После «Структуры научных революций»
Шрифт:
Если бы, как традиционно считают, группа представляла собой лишь совокупность ее атомарных индивидуальных членов, эта грамматическая ошибка была бы несущественной. Однако все яснее осознается то обстоятельство, что группа не является простой суммой составляющих ее элементов и что даже индивидуальное тождество отчасти заключается (нельзя сказать: детерминируется) в группах, членами которых являются он или она. Нам необходимо изучить способы понимания и описания групп, которые не опирались бы на понятия и термины, которые мы без затруднений применяем к индивидам.
У меня еще нет нужных способов понимания, но в последние годы я сделал пару шагов к их получению. Первый шаг, о котором я уже упоминал, но еще не нашел возможности объяснить, заключается в проведении различия между лексиконом и лексической структурой. Каждый член сообщества обладает лексиконом, модулем, содержащим понятия видов сообщества, и понятия видов в каждом лексиконе соединены с ожиданиями относительно свойств их различных референтов. Однако хотя виды должны быть одними и теми же в лексиконах членов сообщества, связанные с ними ожидания могут различаться. В принципе ожидания могут даже не пересекаться. Требуется только, чтобы лексиконам всех членов сообщества они задавали одну и ту же структуру, и именно эта структура, а не разнообразные ожидания членов сообщества, характеризует сообщество как нечто целое.
Мой второй шаг заключался в открытии средства, которое я еще не вполне научился использовать. Но многое стало яснее, когда я обнаружил, что головоломки, связанные с пониманием отношений
В последние годы более тщательное изучение процессов эволюции привело к изменению взглядов на генофонд, в котором теперь видят не просто совокупность генов отдельных организмов, а некую индивидуальную целостность, частями которой являются представители вида [202] . Я убежден, что этот пример дает ключ к пониманию смысла, в котором наука представляет собой, по сути, общественную активность.
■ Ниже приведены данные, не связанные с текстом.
impl<A: LogAccess> LogStore<A> {
    pub fn new(access: A) -> Self {
        LogStore { access }
    }

    pub fn access(&self) -> &A {
        &self.access
    }

    /// Create the log, containing only the two boundary markers, when it
    /// does not exist yet. Returns whether it was created.
    pub fn init_if_missing(&self) -> Result<bool> {
        if self.access.exists() {
            return Ok(false);
        }
        let mut image = RewriteBuffer::new();
        image.push(BEGIN_ENTRIES);
        image.push(END_ENTRIES);
        self.access.replace(image.contents())?;
        Ok(true)
    }

    /// Edit-mode fetch: the entry's raw content, or a blank draft when the
    /// ID has no entry yet.
    ///
    /// # Errors
    ///
    /// `NotFound` when the entry-open marker exists but its content-open
    /// marker is unreachable; `Structure` when the content block is never
    /// closed.
    pub fn read_or_create(&self, id: &EntryId) -> Result<Draft> {
        let mut scan = LineScanner::new(self.access.open()?);

        if scan.seek_contains(&entry_marker(id))?.is_none() {
            return Ok(Draft {
                id: id.clone(),
                content: String::new(),
                existing: false,
            });
        }

        if scan.seek_contains(&content_marker(id))?.is_none() {
            return Err(DaylogError::NotFound(id.to_string()));
        }

        let lines = scan.accumulate_until(END_CONTENT)?.ok_or_else(|| {
            DaylogError::Structure(format!("content never closed for entry {}", id))
        })?;

        Ok(Draft {
            id: id.clone(),
            content: join_content(lines),
            existing: true,
        })
    }

    /// Lazy forward-only traversal of every entry in on-disk order.
    ///
    /// The sequence ends successfully at `END ENTRIES`; a stream that ends
    /// first, or an entry missing its content markers, yields `Structure`.
    /// Restart by calling `entries()` again.
    pub fn entries(&self) -> Result<Entries<A::Reader>> {
        Ok(Entries::new(LineScanner::new(self.access.open()?)))
    }

    /// View one entry with its navigation neighbors.
    ///
    /// Entries sit newest-created first, so the last content-open ID seen
    /// before the target is the `next` neighbor in display order and the
    /// first one after it is `previous`.
    ///
    /// # Errors
    ///
    /// `NotFound` when the target's content-open marker is never reached;
    /// `Structure` when its content block is never closed.
    pub fn view(&self, id: &EntryId) -> Result<EntryView> {
        let mut scan = LineScanner::new(self.access.open()?);
        let target = content_marker(id);

        let mut state = NavScan::Seeking;
        let mut next = None;
        let mut previous = None;
        let mut content = Vec::new();

        while let Some(line) = scan.next_line()? {
            match state {
                NavScan::Seeking => {
                    if line.contains(&target) {
                        state = NavScan::Accumulating;
                    } else if line.contains(CONTENT_ID) {
                        next = EntryId::from_marker_line(&line);
                    }
                }
                NavScan::Accumulating => {
                    if line.contains(END_CONTENT) {
                        state = NavScan::SeekingPrevious;
                    } else {
                        content.push(line);
                    }
                }
                NavScan::SeekingPrevious => {
                    if line.contains(CONTENT_ID) {
                        previous = EntryId::from_marker_line(&line);
                        break;
                    }
                }
            }
        }

        match state {
            NavScan::Seeking => Err(DaylogError::NotFound(id.to_string())),
            NavScan::Accumulating => Err(DaylogError::Structure(format!(
                "content never closed for entry {}",
                id
            ))),
            NavScan::SeekingPrevious => Ok(EntryView {
                id: id.clone(),
                content: join_content(content),
                previous,
                next,
            }),
        }
    }

    /// Case-insensitive substring search over every entry's content lines.
    ///
    /// Offsets are 1-based within the entry; only the first match in an
    /// entry carries the ID. An empty term is a no-op success: zero
    /// matches, no traversal, no mutation.
    pub fn search(&self, term: &str) -> Result<SearchResults> {
        if term.is_empty() {
            return Ok(SearchResults::default());
        }

        let mut scan = LineScanner::new(self.access.open()?);
        let mut matches = Vec::new();

        'entries: loop {
            let id = loop {
                let Some(line) = scan.next_line()? else {
                    return Err(DaylogError::Structure(format!(
                        "end of log before {}",
                        END_ENTRIES
                    )));
                };
                if line.contains(END_ENTRIES) {
                    break 'entries;
                }
                if line.contains(ENTRY_ID) {
                    break EntryId::from_marker_line(&line).ok_or_else(|| {
                        DaylogError::Structure(format!("unreadable ID in marker: {}", line))
                    })?;
                }
            };

            if scan.seek_contains(&content_marker(&id))?.is_none() {
                return Err(DaylogError::Structure(format!(
                    "content marker missing for entry {}",
                    id
                )));
            }

            let mut offset = 0;
            let mut first_in_entry = true;
            loop {
                let Some(line) = scan.next_line()? else {
                    return Err(DaylogError::Structure(format!(
                        "content never closed for entry {}",
                        id
                    )));
                };
                if line.contains(END_CONTENT) {
                    break;
                }
                offset += 1;
                if find_in_line(term, &line) {
                    matches.push(SearchMatch {
                        id: first_in_entry.then(|| id.clone()),
                        line,
                        offset,
                    });
                    first_in_entry = false;
                }
            }
        }

        let total = matches.len();
        Ok(SearchResults { matches, total })
    }

    /// Replace the content block of an existing entry, preserving every
    /// other line of the file verbatim.
    ///
    /// An ID that is absent from the log and equals `today` delegates to
    /// [`create`](Self::create); an absent ID otherwise is `NotFound`.
    pub fn save(&self, id: &EntryId, content: &str, today: &EntryId) -> Result<Saved> {
        let mut scan = LineScanner::new(self.access.open()?);
        let mut image = RewriteBuffer::new();

        // Locating phase, identical to read_or_create: entry-open then
        // content-open, copying everything through both markers.
        let token = entry_marker(id);
        let mut found = false;
        while let Some(line) = scan.next_line()? {
            let hit = line.contains(&token);
            image.push(&line);
            if hit {
                found = true;
                break;
            }
        }
        if !found {
            if id == today {
                self.create(id, content)?;
                return Ok(Saved::Created);
            }
            return Err(DaylogError::NotFound(id.to_string()));
        }

        let token = content_marker(id);
        let mut found = false;
        while let Some(line) = scan.next_line()? {
            let hit = line.contains(&token);
            image.push(&line);
            if hit {
                found = true;
                break;
            }
        }
        if !found {
            return Err(DaylogError::NotFound(id.to_string()));
        }

        image.push(content);

        let Some(end_line) = scan.seek_contains(END_CONTENT)? else {
            return Err(DaylogError::Structure(format!(
                "content never closed for entry {}",
                id
            )));
        };
        image.push(&end_line);

        while let Some(line) = scan.next_line()? {
            image.push(&line);
        }

        self.access.replace(image.contents())?;
        Ok(Saved::Updated)
    }

    /// Splice a new entry immediately after `BEGIN ENTRIES` (newest-created
    /// first), leaving every original line unchanged.
    ///
    /// # Errors
    ///
    /// `Structure` when the `BEGIN ENTRIES` marker is never found.
    pub fn create(&self, id: &EntryId, content: &str) -> Result<()> {
        let mut scan = LineScanner::new(self.access.open()?);
        let mut image = RewriteBuffer::new();

        let mut found = false;
        while let Some(line) = scan.next_line()? {
            let hit = line.contains(BEGIN_ENTRIES);
            image.push(&line);
            if hit {
                found = true;
                break;
            }
        }
        if !found {
            return Err(DaylogError::Structure(format!(
                "{} marker missing",
                BEGIN_ENTRIES
            )));
        }

        image.push(&format!("  {}", entry_marker(id)));
        image.push(&format!("    {}", content_marker(id)));
        image.push(content);
        image.push(END_CONTENT);
        image.push("");

        while let Some(line) = scan.next_line()? {
            image.push(&line);
        }

        self.access.replace(image.contents())?;
        Ok(())
    }
}
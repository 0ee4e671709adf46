//! Whole-file rewrite buffering.
//!
//! Every mutating operation builds the complete replacement file image in
//! memory first; only a fully constructed image is handed to the accessor
//! for persistence. Nothing is written while the source file is still being
//! scanned.

/// Accumulates the replacement file image line by line.
#[derive(Debug, Default)]
pub struct RewriteBuffer {
    image: String,
}

impl RewriteBuffer {
    pub fn new() -> Self {
        RewriteBuffer::default()
    }

    /// Append a line (or a multi-line block); a terminating newline is added.
    pub fn push(&mut self, line: &str) {
        self.image.push_str(line);
        self.image.push('\n');
    }

    /// The full image built so far.
    pub fn contents(&self) -> &str {
        &self.image
    }
}

#[cfg(test)]
mod tests {
    use super::*;

    #[test]
    fn test_push_terminates_lines() {
        let mut buf = RewriteBuffer::new();
        buf.push("one");
        buf.push("two");
        assert_eq!(buf.contents(), "one\ntwo\n");
    }

    #[test]
    fn test_push_multi_line_block() {
        let mut buf = RewriteBuffer::new();
        buf.push("first\nsecond");
        assert_eq!(buf.contents(), "first\nsecond\n");
    }

    #[test]
    fn test_empty_buffer() {
        assert_eq!(RewriteBuffer::new().contents(), "");
    }
}
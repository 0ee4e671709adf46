//! Output formatting helpers for the CLI.
//!
//! This module renders the core's structured results as terminal text or
//! JSON; nothing in the core knows about either vocabulary.

mod json;
mod text;

// Re-export public API
pub use json::{draft_json, entries_json, entry_json, search_json, view_json};
pub use text::{print_draft, print_entry_list, print_search, print_view};
//! daylog CLI - a single-user journal of date-keyed entries in one flat file
//!
//! This is the command-line frontend for daylog. It decodes user input,
//! drives the core record store, and renders the structured results as
//! text or JSON.

mod app;
mod cli;
mod commands;
mod config;
mod helpers;
mod output;

use clap::{CommandFactory, Parser};
use clap_complete::generate;

use daylog_core::{DaylogError, VERSION};

use crate::app::AppContext;
use crate::cli::{Cli, Commands};

fn main() {
    let cli = Cli::parse();
    let ctx = AppContext::new(&cli);

    let result = match &cli.command {
        Some(Commands::Init(args)) => commands::handle_init(&ctx, args),
        Some(Commands::Today(args)) => commands::handle_today(&ctx, args),
        Some(Commands::Edit(args)) => commands::handle_edit(&ctx, args),
        Some(Commands::Show(args)) => commands::handle_show(&ctx, args),
        Some(Commands::List(args)) => commands::handle_list(&ctx, args),
        Some(Commands::Search(args)) => commands::handle_search(&ctx, args),
        Some(Commands::Completions(args)) => {
            let mut cmd = Cli::command();
            generate(args.shell, &mut cmd, "daylog", &mut std::io::stdout());
            Ok(())
        }
        None => {
            println!("daylog v{}", VERSION);
            println!();
            println!("Quickstart:");
            println!("  daylog init                   # choose where the journal lives");
            println!("  daylog edit --body \"...\"      # write today's entry");
            println!("  daylog today                  # read it back");
            println!();
            println!("Run `daylog --help` for all commands.");
            Ok(())
        }
    };

    if let Err(err) = result {
        eprintln!("Error: {:#}", err);
        std::process::exit(exit_code(&err));
    }
}

/// Process exit codes: 1 generic, 2 usage (clap), 3 entry not found,
/// 4 structure fault.
fn exit_code(err: &anyhow::Error) -> i32 {
    match err.downcast_ref::<DaylogError>() {
        Some(DaylogError::NotFound(_)) => 3,
        Some(DaylogError::Structure(_)) => 4,
        _ => 1,
    }
}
Традиционный взгляд на науку как на игру отдельных личностей, этот методологический солипсизм, будет разоблачен, в чем я абсолютно уверен, как вредоносное заблуждение.
То, что статья Нортона наводит на такие размышления, говорит о глубоком впечатлении, которое она на меня произвела. Верю, что Нортон находится на пути к важным открытиям, и ожидаю их с волнением. Но этих открытий еще нужно дождаться. А пока я понимаю его с большим трудом.
Я подхожу к рассмотрению релятивизма и реализма, обсуждение которых занимает центральное место в статьях Эрнана Макмаллина и Нэнси Картрайт, но неявно затрагивается и в статьях других авторов.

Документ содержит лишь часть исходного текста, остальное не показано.